Employabilité : faut-il vraiment préférer l’allemand à l’espagnol ?

Le 3 juillet 2019 dans

lundi 24 juin 2019

Alors que les étudiants sont toujours en train de plancher sur leurs prochaines épreuves (qu’il s’agisse du bac ou du rattrapage à l’Université), Indeed s’est penché sur leurs choix en matière de langues vivantes. Des langues qui sont aujourd’hui perçues comme de plus en plus cruciales dans la construction d’un projet professionnel. Or, les langues vivantes étudiées sont-elles celles qui répondent aux besoins exprimés sur le marché de l’emploi ? Les économistes du Hiring Lab, l’institut de recherche d’Indeed, se sont posés la question.

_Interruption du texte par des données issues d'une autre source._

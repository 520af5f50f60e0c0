//! Sendable - a queued unit of outbound work

use chrono::{DateTime, FixedOffset};
use serde::{Deserialize, Serialize};
use uuid::Uuid;

use super::class::NotificationClass;
use super::event::{Recipient, SentMessage};

/// Placeholder replaced with the NET in the recipient's local time
pub const LOCAL_TIME_PLACEHOLDER: &str = "{local_time}";

/// What a Sendable does once it reaches the sender
#[derive(Debug, Clone, Copy, PartialEq, Eq, Serialize, Deserialize)]
#[serde(rename_all = "lowercase")]
pub enum SendableKind {
    /// Launch notification or postponement; triggers post-send bookkeeping
    Notification,
    /// Command reply or admin alert
    Command,
    /// Removal of previously sent messages
    Delete,
}

impl std::fmt::Display for SendableKind {
    fn fmt(&self, f: &mut std::fmt::Formatter<'_>) -> std::fmt::Result {
        match self {
            Self::Notification => write!(f, "notification"),
            Self::Command => write!(f, "command"),
            Self::Delete => write!(f, "delete"),
        }
    }
}

/// Transport specific send options
#[derive(Debug, Clone, Default, PartialEq, Eq, Serialize, Deserialize)]
pub struct SendOptions {
    /// Markup mode understood by the transport, e.g. "HTML"
    pub parse_mode: Option<String>,
    /// Deliver without sound
    pub silent: bool,
    pub disable_preview: bool,
}

/// Message text plus send options
#[derive(Debug, Clone, Default, PartialEq, Eq, Serialize, Deserialize)]
pub struct Payload {
    pub text: String,
    pub options: SendOptions,
}

impl Payload {
    pub fn text(text: impl Into<String>) -> Self {
        Self {
            text: text.into(),
            options: SendOptions::default(),
        }
    }

    /// Size used for rate-limit cost
    pub fn byte_len(&self) -> usize {
        self.text.len()
    }
}

/// A unit of outbound work owned by the queue, then by the sender
#[derive(Debug, Clone)]
pub struct Sendable {
    /// Queue key; time ordered
    pub id: String,
    pub kind: SendableKind,
    pub payload: Payload,
    pub recipients: Vec<Recipient>,
    /// Fan-out to many recipients; only batches check for priority preemption
    pub is_batch: bool,
    /// Events this notification concerns
    pub event_ids: Vec<String>,
    pub class: Option<NotificationClass>,
    /// NET rendered into `{local_time}`
    pub net: Option<i64>,
    /// Delivered messages; for Delete, the messages to remove
    pub message_ids: Vec<SentMessage>,
    /// Rate-limit tokens per recipient send
    pub token_cost: u32,
    pub priority: bool,
}

impl Sendable {
    fn base(kind: SendableKind, payload: Payload, recipients: Vec<Recipient>) -> Self {
        let is_batch = recipients.len() > 1;
        Self {
            id: Uuid::now_v7().to_string(),
            kind,
            payload,
            recipients,
            is_batch,
            event_ids: Vec::new(),
            class: None,
            net: None,
            message_ids: Vec::new(),
            token_cost: 1,
            priority: false,
        }
    }

    /// A launch notification (or postponement when `class` is None)
    pub fn notification(
        event_id: impl Into<String>,
        class: Option<NotificationClass>,
        net: i64,
        payload: Payload,
        recipients: Vec<Recipient>,
    ) -> Self {
        let mut sendable = Self::base(SendableKind::Notification, payload, recipients);
        sendable.event_ids.push(event_id.into());
        sendable.class = class;
        sendable.net = Some(net);
        sendable
    }

    /// A reply or alert to a single recipient
    pub fn command(recipient: Recipient, payload: Payload) -> Self {
        Self::base(SendableKind::Command, payload, vec![recipient])
    }

    /// Deletion of previously delivered messages
    pub fn delete(targets: Vec<SentMessage>) -> Self {
        let mut recipients: Vec<Recipient> = Vec::new();
        for target in &targets {
            if !recipients.iter().any(|r| r.id == target.recipient) {
                recipients.push(Recipient::new(target.recipient.clone()));
            }
        }
        let mut sendable = Self::base(SendableKind::Delete, Payload::default(), recipients);
        // Deletes iterate message ids, so the batch flag follows them
        sendable.is_batch = targets.len() > 1;
        sendable.message_ids = targets;
        sendable
    }

    /// Payload text customised for one recipient
    pub fn render_for(&self, recipient: &Recipient) -> String {
        let text = &self.payload.text;
        match self.net {
            Some(net) if text.contains(LOCAL_TIME_PLACEHOLDER) => {
                text.replace(LOCAL_TIME_PLACEHOLDER, &format_local_time(net, recipient.utc_offset))
            }
            _ => text.clone(),
        }
    }

    /// Record a successful delivery
    pub fn record_sent(&mut self, recipient: &str, message_id: impl Into<String>) {
        self.message_ids.push(SentMessage::new(recipient, message_id));
    }
}

/// Render a Unix timestamp at a fixed UTC offset, e.g. "14:05 UTC+02:00 (Mar 3)"
pub fn format_local_time(unix: i64, utc_offset: i32) -> String {
    // Out-of-range offsets fall back to UTC
    let offset = FixedOffset::east_opt(utc_offset).or_else(|| FixedOffset::east_opt(0));
    let (Some(utc), Some(offset)) = (DateTime::from_timestamp(unix, 0), offset) else {
        return unix.to_string();
    };
    let local = utc.with_timezone(&offset);
    format!("{} UTC{} ({})", local.format("%H:%M"), local.format("%:z"), local.format("%b %-d"))
}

Premier enseignement, l’anglais occupe toujours une place hégémonique par rapport aux autres langues étrangères sur le marché du travail français. En revanche, la suite du classement réserve des surprises :
• l’anglais est requis dans 8,9% des offres d’emploi en France sur Indeed.fr.

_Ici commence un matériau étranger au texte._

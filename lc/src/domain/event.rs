//! Tracked events, recipients and sent-message references

use serde::{Deserialize, Serialize};

use super::class::{ClassSet, NotificationClass};

/// A tracked launch
#[derive(Debug, Clone, PartialEq, Eq, Serialize, Deserialize)]
pub struct Event {
    /// Upstream identifier, stable across refreshes
    pub id: String,

    /// Display name used in messages
    pub name: String,

    /// NET (no earlier than) as Unix seconds
    pub net: i64,

    /// Only confirmed events are scheduled
    #[serde(default)]
    pub live: bool,

    /// Launched or failed; dropped from tracking on the next refresh
    #[serde(default)]
    pub concluded: bool,

    /// Classes already delivered for the current NET
    #[serde(default)]
    pub sent: ClassSet,

    /// Messages delivered for the most recent notification, deleted when superseded
    #[serde(default)]
    pub sent_ids: Vec<SentMessage>,

    /// Total successful per-recipient deliveries for this event
    #[serde(default)]
    pub delivered: u64,
}

impl Event {
    /// Create a live event with no notification state
    pub fn new(id: impl Into<String>, name: impl Into<String>, net: i64) -> Self {
        Self {
            id: id.into(),
            name: name.into(),
            net,
            live: true,
            concluded: false,
            sent: ClassSet::empty(),
            sent_ids: Vec::new(),
            delivered: 0,
        }
    }

    pub fn is_sent(&self, class: NotificationClass) -> bool {
        self.sent.contains(class)
    }

    /// Carry notification state from the previously tracked copy of this event
    pub fn inherit_state(&mut self, previous: &Event) {
        self.sent = previous.sent;
        self.sent_ids = previous.sent_ids.clone();
        self.delivered = previous.delivered;
    }
}

/// A message destination
#[derive(Debug, Clone, PartialEq, Eq, Hash, Serialize, Deserialize)]
pub struct Recipient {
    /// Transport chat identifier
    pub id: String,

    /// Offset from UTC in seconds, used for local time rendering
    #[serde(default)]
    pub utc_offset: i32,
}

impl Recipient {
    pub fn new(id: impl Into<String>) -> Self {
        Self {
            id: id.into(),
            utc_offset: 0,
        }
    }

    pub fn with_offset(id: impl Into<String>, utc_offset: i32) -> Self {
        Self {
            id: id.into(),
            utc_offset,
        }
    }
}

/// A delivered message, persisted as `"{recipient}:{message_id}"`
#[derive(Debug, Clone, PartialEq, Eq, Hash, PartialOrd, Ord)]
pub struct SentMessage {
    pub recipient: String,
    pub message_id: String,
}

impl SentMessage {
    pub fn new(recipient: impl Into<String>, message_id: impl Into<String>) -> Self {
        Self {
            recipient: recipient.into(),
            message_id: message_id.into(),
        }
    }
}

impl std::fmt::Display for SentMessage {
    fn fmt(&self, f: &mut std::fmt::Formatter<'_>) -> std::fmt::Result {
        write!(f, "{}:{}", self.recipient, self.message_id)
    }
}

impl std::str::FromStr for SentMessage {
    type Err = String;

    // Chat ids may be negative but never contain ':', so split on the last one
    fn from_str(s: &str) -> Result<Self, Self::Err> {
        match s.rsplit_once(':') {
            Some((recipient, message_id)) if !recipient.is_empty() && !message_id.is_empty() => {
                Ok(Self::new(recipient, message_id))
            }
            _ => Err(format!("Invalid sent message reference: {}", s)),
        }
    }
}

impl Serialize for SentMessage {
    fn serialize<S: serde::Serializer>(&self, serializer: S) -> Result<S::Ok, S::Error> {
        serializer.collect_str(self)
    }
}

impl<'de> Deserialize<'de> for SentMessage {
    fn deserialize<D: serde::Deserializer<'de>>(deserializer: D) -> Result<Self, D::Error> {
        let raw = String::deserialize(deserializer)?;
        raw.parse().map_err(serde::de::Error::custom)
    }
}

#[cfg(test)]
mod tests {
    use super::*;

    #[test]
    fn test_new_event_is_live_and_unsent() {
        let event = Event::new("abc", "Falcon 9 | Starlink", 1_700_000_000);
        assert!(event.live);
        assert!(!event.concluded);
        assert!(event.sent.is_empty());
        assert!(event.sent_ids.is_empty());
    }

    #[test]
    fn test_inherit_state() {
        let mut old = Event::new("abc", "Old name", 100);
        old.sent.insert(NotificationClass::T24h);
        old.sent_ids.push(SentMessage::new("42", "7"));
        old.delivered = 3;

        let mut fresh = Event::new("abc", "New name", 200);
        fresh.inherit_state(&old);

        assert!(fresh.is_sent(NotificationClass::T24h));
        assert_eq!(fresh.sent_ids, old.sent_ids);
        assert_eq!(fresh.delivered, 3);
        assert_eq!(fresh.name, "New name");
        assert_eq!(fresh.net, 200);
    }

    #[test]
    fn test_sent_message_format_and_parse() {
        let msg = SentMessage::new("-100123", "55");
        assert_eq!(msg.to_string(), "-100123:55");
        assert_eq!("-100123:55".parse::<SentMessage>().unwrap(), msg);
        assert!("no-separator".parse::<SentMessage>().is_err());
        assert!(":5".parse::<SentMessage>().is_err());
    }

    #[test]
    fn test_event_deserialize_defaults() {
        let json = r#"{"id":"x","name":"Electron","net":10,"sent":["1h"],"sent_ids":["9:1"]}"#;
        let event: Event = serde_json::from_str(json).unwrap();
        assert!(!event.live);
        assert!(event.is_sent(NotificationClass::T1h));
        assert_eq!(event.sent_ids, vec![SentMessage::new("9", "1")]);
    }
}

• l’allemand (0,6%) est davantage plébiscité que l’espagnol (0,35 %) par les recruteurs français, preuve que la langue de Cervantes, LV2 prisée au cours de l’enseignement secondaire et parlée par 500 millions d’individus dans le monde, n’est pas la plus utile sur le marché de l’emploi français actuel.
• le chinois est autant demandé que le portugais (0,08% des offres, soit 8 annonces sur 10 000).
Les français, mauvais élèves ?
La mondialisation intensifie les interconnexions et dans ce contexte, la maîtrise d’une langue étrangère (au moins) est désormais essentielle. Une étude récente menée par Indeed met en lumière les lacunes des Français dans ce domaine. Ainsi, 41% des sondés s’avouent incapables d’utiliser une langue étrangère dans un cadre professionnel. Seule 1 personne sur 6 maîtrise deux langues étrangères (hors français), et ce alors que tous les élèves français ont eu l’occasion d’en apprendre deux au collège, a minima.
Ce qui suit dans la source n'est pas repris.